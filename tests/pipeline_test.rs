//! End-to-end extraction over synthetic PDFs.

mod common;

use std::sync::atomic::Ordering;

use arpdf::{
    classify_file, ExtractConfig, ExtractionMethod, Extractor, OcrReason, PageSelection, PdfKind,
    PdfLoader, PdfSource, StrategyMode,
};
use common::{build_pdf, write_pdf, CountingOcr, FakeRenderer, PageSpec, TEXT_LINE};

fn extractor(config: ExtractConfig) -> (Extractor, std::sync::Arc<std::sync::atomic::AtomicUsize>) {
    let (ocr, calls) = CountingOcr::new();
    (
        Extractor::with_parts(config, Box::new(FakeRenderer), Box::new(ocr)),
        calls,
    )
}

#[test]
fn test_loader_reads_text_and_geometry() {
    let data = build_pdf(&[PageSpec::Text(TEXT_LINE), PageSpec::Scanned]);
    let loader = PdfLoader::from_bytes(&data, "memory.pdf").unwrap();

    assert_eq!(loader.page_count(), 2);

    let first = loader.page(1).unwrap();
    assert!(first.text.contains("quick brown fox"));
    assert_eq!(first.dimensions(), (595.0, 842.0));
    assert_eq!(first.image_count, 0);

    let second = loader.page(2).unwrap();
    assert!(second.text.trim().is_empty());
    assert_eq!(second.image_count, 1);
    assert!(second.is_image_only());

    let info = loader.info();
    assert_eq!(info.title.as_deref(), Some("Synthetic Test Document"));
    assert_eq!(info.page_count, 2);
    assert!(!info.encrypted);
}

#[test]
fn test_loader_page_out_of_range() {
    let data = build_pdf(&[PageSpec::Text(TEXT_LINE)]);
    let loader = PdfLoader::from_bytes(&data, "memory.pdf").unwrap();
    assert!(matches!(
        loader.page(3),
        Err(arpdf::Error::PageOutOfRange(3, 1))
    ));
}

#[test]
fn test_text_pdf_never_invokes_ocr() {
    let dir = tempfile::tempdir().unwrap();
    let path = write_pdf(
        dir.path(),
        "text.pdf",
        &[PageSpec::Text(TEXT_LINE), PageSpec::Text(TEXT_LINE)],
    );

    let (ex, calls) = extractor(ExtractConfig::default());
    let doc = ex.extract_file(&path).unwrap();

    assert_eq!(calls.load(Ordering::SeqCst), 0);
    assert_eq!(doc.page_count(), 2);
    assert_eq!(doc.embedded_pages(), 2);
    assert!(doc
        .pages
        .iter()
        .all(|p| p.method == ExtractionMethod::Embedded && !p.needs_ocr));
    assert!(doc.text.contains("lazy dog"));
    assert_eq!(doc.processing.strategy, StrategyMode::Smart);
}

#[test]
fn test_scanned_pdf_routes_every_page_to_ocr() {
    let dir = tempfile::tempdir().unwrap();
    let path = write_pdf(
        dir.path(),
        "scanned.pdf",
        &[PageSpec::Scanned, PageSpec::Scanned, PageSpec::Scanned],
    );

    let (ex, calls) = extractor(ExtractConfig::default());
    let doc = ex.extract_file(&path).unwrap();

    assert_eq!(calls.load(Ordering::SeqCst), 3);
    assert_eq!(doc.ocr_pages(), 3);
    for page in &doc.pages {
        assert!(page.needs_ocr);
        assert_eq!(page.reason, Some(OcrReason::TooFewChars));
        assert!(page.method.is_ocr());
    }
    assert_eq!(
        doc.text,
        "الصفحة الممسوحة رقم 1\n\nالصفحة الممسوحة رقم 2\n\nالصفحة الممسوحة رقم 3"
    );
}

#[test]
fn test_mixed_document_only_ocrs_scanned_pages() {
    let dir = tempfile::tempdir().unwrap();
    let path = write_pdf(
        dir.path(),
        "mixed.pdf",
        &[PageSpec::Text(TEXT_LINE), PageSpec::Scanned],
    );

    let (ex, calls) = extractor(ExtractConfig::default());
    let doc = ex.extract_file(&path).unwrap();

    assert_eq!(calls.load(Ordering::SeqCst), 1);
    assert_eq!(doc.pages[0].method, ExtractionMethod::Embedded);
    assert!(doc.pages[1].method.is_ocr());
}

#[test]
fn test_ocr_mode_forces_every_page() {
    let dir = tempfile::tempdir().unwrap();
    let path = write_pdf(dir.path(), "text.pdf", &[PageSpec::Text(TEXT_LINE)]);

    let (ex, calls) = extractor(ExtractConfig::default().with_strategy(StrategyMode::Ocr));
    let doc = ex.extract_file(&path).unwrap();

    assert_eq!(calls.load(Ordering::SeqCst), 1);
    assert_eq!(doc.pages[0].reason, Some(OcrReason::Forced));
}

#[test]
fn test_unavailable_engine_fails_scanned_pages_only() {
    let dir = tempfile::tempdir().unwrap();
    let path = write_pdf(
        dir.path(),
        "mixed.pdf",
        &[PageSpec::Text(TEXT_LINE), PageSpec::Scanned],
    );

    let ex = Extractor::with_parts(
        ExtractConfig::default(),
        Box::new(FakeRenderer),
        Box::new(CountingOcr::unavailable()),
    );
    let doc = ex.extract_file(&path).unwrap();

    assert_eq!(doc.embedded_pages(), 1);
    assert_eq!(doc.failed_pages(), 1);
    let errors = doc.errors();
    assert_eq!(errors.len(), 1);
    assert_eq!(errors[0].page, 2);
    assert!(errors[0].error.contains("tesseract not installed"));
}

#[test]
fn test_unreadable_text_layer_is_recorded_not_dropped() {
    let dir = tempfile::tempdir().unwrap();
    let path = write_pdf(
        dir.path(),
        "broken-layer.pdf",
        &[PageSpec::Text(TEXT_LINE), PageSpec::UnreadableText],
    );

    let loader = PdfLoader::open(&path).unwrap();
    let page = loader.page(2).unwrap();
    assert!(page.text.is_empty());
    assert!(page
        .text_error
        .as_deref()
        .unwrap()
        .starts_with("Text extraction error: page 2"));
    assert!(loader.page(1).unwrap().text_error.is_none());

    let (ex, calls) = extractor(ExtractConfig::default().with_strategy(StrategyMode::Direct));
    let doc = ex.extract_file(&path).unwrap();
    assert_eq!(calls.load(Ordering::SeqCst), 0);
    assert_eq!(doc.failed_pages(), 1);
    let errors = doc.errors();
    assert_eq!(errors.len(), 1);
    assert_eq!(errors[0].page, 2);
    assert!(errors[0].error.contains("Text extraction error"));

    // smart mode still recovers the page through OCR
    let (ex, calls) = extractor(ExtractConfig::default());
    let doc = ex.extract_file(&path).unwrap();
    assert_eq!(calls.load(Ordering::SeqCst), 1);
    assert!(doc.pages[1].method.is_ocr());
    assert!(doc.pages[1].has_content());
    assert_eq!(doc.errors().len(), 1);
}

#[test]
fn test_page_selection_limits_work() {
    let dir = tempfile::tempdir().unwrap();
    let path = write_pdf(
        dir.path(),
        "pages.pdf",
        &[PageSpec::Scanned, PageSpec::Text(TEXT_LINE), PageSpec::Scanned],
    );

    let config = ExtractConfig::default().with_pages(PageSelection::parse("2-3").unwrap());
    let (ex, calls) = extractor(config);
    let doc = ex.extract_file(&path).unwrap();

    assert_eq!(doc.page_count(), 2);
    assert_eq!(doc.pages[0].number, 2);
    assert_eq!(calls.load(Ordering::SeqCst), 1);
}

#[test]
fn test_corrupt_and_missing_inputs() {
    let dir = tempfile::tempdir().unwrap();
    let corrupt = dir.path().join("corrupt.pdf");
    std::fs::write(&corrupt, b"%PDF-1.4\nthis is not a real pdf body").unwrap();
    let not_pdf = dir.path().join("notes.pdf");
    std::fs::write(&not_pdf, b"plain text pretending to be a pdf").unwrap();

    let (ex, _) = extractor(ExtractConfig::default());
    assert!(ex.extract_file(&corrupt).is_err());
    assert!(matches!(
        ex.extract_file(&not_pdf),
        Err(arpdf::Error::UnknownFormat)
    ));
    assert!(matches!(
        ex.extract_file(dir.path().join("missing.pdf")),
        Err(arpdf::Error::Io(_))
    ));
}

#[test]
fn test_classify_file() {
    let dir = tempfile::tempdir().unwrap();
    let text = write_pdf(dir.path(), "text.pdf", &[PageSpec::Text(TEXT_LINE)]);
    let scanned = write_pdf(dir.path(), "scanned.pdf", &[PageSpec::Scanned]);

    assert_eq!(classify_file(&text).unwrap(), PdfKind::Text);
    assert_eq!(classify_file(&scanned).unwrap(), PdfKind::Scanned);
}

# Task details:
Give back exactly the lines from the one that contains "let (ex, calls) = extractor(config);" to the end of the data above, both of those lines included.

# Response to this exercise:
    let (ex, calls) = extractor(config);
    let doc = ex.extract_file(&path).unwrap();

    assert_eq!(doc.page_count(), 2);
    assert_eq!(doc.pages[0].number, 2);
    assert_eq!(calls.load(Ordering::SeqCst), 1);
}

#[test]
fn test_corrupt_and_missing_inputs() {
    let dir = tempfile::tempdir().unwrap();
    let corrupt = dir.path().join("corrupt.pdf");
    std::fs::write(&corrupt, b"%PDF-1.4\nthis is not a real pdf body").unwrap();
    let not_pdf = dir.path().join("notes.pdf");
    std::fs::write(&not_pdf, b"plain text pretending to be a pdf").unwrap();

    let (ex, _) = extractor(ExtractConfig::default());
    assert!(ex.extract_file(&corrupt).is_err());
    assert!(matches!(
        ex.extract_file(&not_pdf),
        Err(arpdf::Error::UnknownFormat)
    ));
    assert!(matches!(
        ex.extract_file(dir.path().join("missing.pdf")),
        Err(arpdf::Error::Io(_))
    ));
}

#[test]
fn test_classify_file() {
    let dir = tempfile::tempdir().unwrap();
    let text = write_pdf(dir.path(), "text.pdf", &[PageSpec::Text(TEXT_LINE)]);
    let scanned = write_pdf(dir.path(), "scanned.pdf", &[PageSpec::Scanned]);

    assert_eq!(classify_file(&text).unwrap(), PdfKind::Text);
    assert_eq!(classify_file(&scanned).unwrap(), PdfKind::Scanned);
}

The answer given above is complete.